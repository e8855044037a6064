//! Status codes used by the response formatter.

use std::fmt;

/// The fixed set of statuses the formatter can write.
#[derive(Debug, Clone, Copy, PartialEq, Eq, Hash)]
pub enum Status {
    Ok,
    Created,
    BadRequest,
    Unauthorized,
    Forbidden,
    NotFound,
    UnsupportedAction,
    /// 418. Not an error in practice, kept for clients that probe for it.
    Teapot,
    ValidationFailed,
    ServerError,
}

/// Phrases for every status that carries a `message` field.
///
/// 200 and 201 are absent: success envelopes only carry `friendlyMessage`.
static PHRASES: [(u16, &str); 8] = [
    (400, "Bad Request"),
    (401, "Unauthorized"),
    (403, "Forbidden"),
    (404, "Not Found"),
    (405, "Unsupported Action"),
    (418, "I am a teapot"),
    (422, "Validation Failed"),
    (500, "Internal Server Error"),
];

/// Look up the phrase for a numeric status code.
pub fn status_message(code: u16) -> Option<&'static str> {
    PHRASES
        .iter()
        .find(|(candidate, _)| *candidate == code)
        .map(|(_, phrase)| *phrase)
}

impl Status {
    pub const ALL: [Status; 10] = [
        Status::Ok,
        Status::Created,
        Status::BadRequest,
        Status::Unauthorized,
        Status::Forbidden,
        Status::NotFound,
        Status::UnsupportedAction,
        Status::Teapot,
        Status::ValidationFailed,
        Status::ServerError,
    ];

    /// Numeric HTTP status code.
    pub const fn code(self) -> u16 {
        match self {
            Status::Ok => 200,
            Status::Created => 201,
            Status::BadRequest => 400,
            Status::Unauthorized => 401,
            Status::Forbidden => 403,
            Status::NotFound => 404,
            Status::UnsupportedAction => 405,
            Status::Teapot => 418,
            Status::ValidationFailed => 422,
            Status::ServerError => 500,
        }
    }

    pub fn from_code(code: u16) -> Option<Self> {
        Self::ALL.into_iter().find(|status| status.code() == code)
    }

    /// Status phrase, or `None` for the success statuses.
    pub fn phrase(self) -> Option<&'static str> {
        status_message(self.code())
    }
}

impl fmt::Display for Status {
    fn fmt(&self, f: &mut fmt::Formatter<'_>) -> fmt::Result {
        match self.phrase() {
            Some(phrase) => write!(f, "{} {phrase}", self.code()),
            None => write!(f, "{}", self.code()),
        }
    }
}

**Task to carry out**
Identify each line of the material where the word "write" shows up, and copy it.

**Your solution**
/// The fixed set of statuses the formatter can write.
            Some(phrase) => write!(f, "{} {phrase}", self.code()),
            None => write!(f, "{}", self.code()),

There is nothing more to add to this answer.